[Saved data entries]
----------------------------------------

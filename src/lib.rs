//! # Vectorify Sync
//!
//! Incremental sync of relational records into a remote vector index.
//!
//! For every configured collection the pipeline resolves a plan (which
//! columns become payload fields, metadata, relation joins and the tenant
//! discriminator), pages matching rows by primary key in chunks of 90,
//! maps each row to an item and upserts each chunk through a rate-limit
//! aware HTTP transport.
//!
//! ## Architecture
//!
//! ```text
//! ┌─────────────┐   ┌──────────────┐   ┌──────────────┐   ┌────────────┐
//! │ DataSource  │──▶│ BatchUpserter│──▶│  Transport   │──▶│ Vector API │
//! │ SQLite/mem  │   │ plan + mapper│   │ retry + 429  │   │  /upserts  │
//! └─────────────┘   └──────┬───────┘   └──────┬───────┘   └────────────┘
//!                          │                  │
//!                          ▼                  ▼
//!                   ┌──────────────────────────────┐
//!                   │ KvStore: lastUpsert, rateLimit│
//!                   └──────────────────────────────┘
//! ```
//!
//! ## Quick Start
//!
//! ```bash
//! vectorify init                        # create the cache table
//! vectorify collections                 # check every collection plan
//! vectorify sync                        # incremental sync of all collections
//! vectorify sync --collection invoices --force
//! vectorify status
//! vectorify query "overdue invoices" --collection invoices
//! ```
//!
//! ## Modules
//!
//! | Module | Purpose |
//! |--------|---------|
//! | [`config`] | TOML configuration parsing |
//! | [`plan`] | Collection plan resolution |
//! | [`mapper`] | Record → item mapping |
//! | [`source`] | Data source contract and backends |
//! | [`cache`] | Key/value store with expiry |
//! | [`ratelimit`] | Shared rate-limit state and throttle policy |
//! | [`transport`] | HTTP executor with retry and backoff |
//! | [`upserter`] | Chunked fetch → map → send |
//! | [`jobs`] | Bounded, retrying job runner |
//! | [`sync`] | `vectorify sync` orchestration |

pub mod cache;
pub mod collections;
pub mod config;
pub mod datetime;
pub mod db;
pub mod endpoints;
pub mod error;
pub mod jobs;
pub mod mapper;
pub mod migrate;
pub mod models;
pub mod plan;
pub mod progress;
pub mod ratelimit;
pub mod resource;
pub mod search;
pub mod source;
pub mod status;
pub mod sync;
pub mod transport;
pub mod upserter;
//! `vectorify status`: last successful sync per collection and the API budget.
//!
//! Never fails on missing data: a collection without a watermark shows as
//! "Never" / "Pending", an absent rate-limit snapshot as "Unknown".

use chrono::{DateTime, Utc};
use tracing::warn;

use crate::cache::{last_upsert_key, KvStore};
use crate::config::Config;
use crate::datetime::{humanize_since, parse_datetime_str};
use crate::ratelimit::{RateLimitSnapshot, RateLimitState};

#[derive(Debug, Clone, PartialEq, Eq)]
pub struct CollectionStatus {
    pub name: String,
    pub last_upsert: String,
    pub upserted: bool,
}

#[derive(Debug, Clone, PartialEq)]
pub struct StatusReport {
    pub collections: Vec<CollectionStatus>,
    pub rate_limit: Option<RateLimitSnapshot>,
}

pub async fn collect_status(
    config: &Config,
    store: &dyn KvStore,
    rate_limit: Option<&RateLimitState>,
    now: DateTime<Utc>,
) -> StatusReport {
    let mut collections = Vec::with_capacity(config.collections.len());

    for slug in config.collections.keys() {
        let stored = match store.get(&last_upsert_key(slug)).await {
            Ok(value) => value,
            Err(e) => {
                warn!(collection = %slug, error = %e, "failed to read watermark");
                None
            }
        };

        let last_upsert = match &stored {
            Some(raw) => parse_datetime_str(raw)
                .map(|at| humanize_since(at, now))
                .unwrap_or_else(|| raw.clone()),
            None => "Never".to_string(),
        };

        collections.push(CollectionStatus {
            name: Config::collection_name(slug),
            last_upsert,
            upserted: stored.is_some(),
        });
    }

    let rate_limit = match rate_limit {
        Some(state) => state.load().await.unwrap_or_else(|e| {
            warn!(error = %e, "failed to read rate-limit snapshot");
            None
        }),
        None => None,
    };

    StatusReport {
        collections,
        rate_limit,
    }
}

pub fn render(report: &StatusReport, now: DateTime<Utc>) -> String {
    let mut out = String::new();

    if report.collections.is_empty() {
        out.push_str("No collections configured.\n");
    } else {
        let width = report
            .collections
            .iter()
            .map(|c| c.name.len())
            .max()
            .unwrap_or(0)
            .max("COLLECTION".len());

        out.push_str(&format!("{:<width$}  {:<20}  STATUS\n", "COLLECTION", "LAST UPSERT"));
        for c in &report.collections {
            let status = if c.upserted { "Upserted" } else { "Pending" };
            out.push_str(&format!("{:<width$}  {:<20}  {}\n", c.name, c.last_upsert, status));
        }
    }

    out.push('\n');
    out.push_str("API rate limit\n");
    match &report.rate_limit {
        Some(snapshot) => {
            out.push_str(&format!("  remaining requests: {}\n", snapshot.remaining));
            out.push_str(&format!("  reset: {}\n", humanize_since(snapshot.reset_at, now)));
        }
        None => {
            out.push_str("  remaining requests: Unknown\n");
            out.push_str("  reset: Unknown\n");
        }
    }

    out
}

----------------------------------------

### [DIRECTIONS]
The lines sought are those in the data above that include the string "invoices"; copy each one.

### [OUTPUT FOR THIS TASK]
//! vectorify sync --collection invoices --force
//! vectorify query "overdue invoices" --collection invoices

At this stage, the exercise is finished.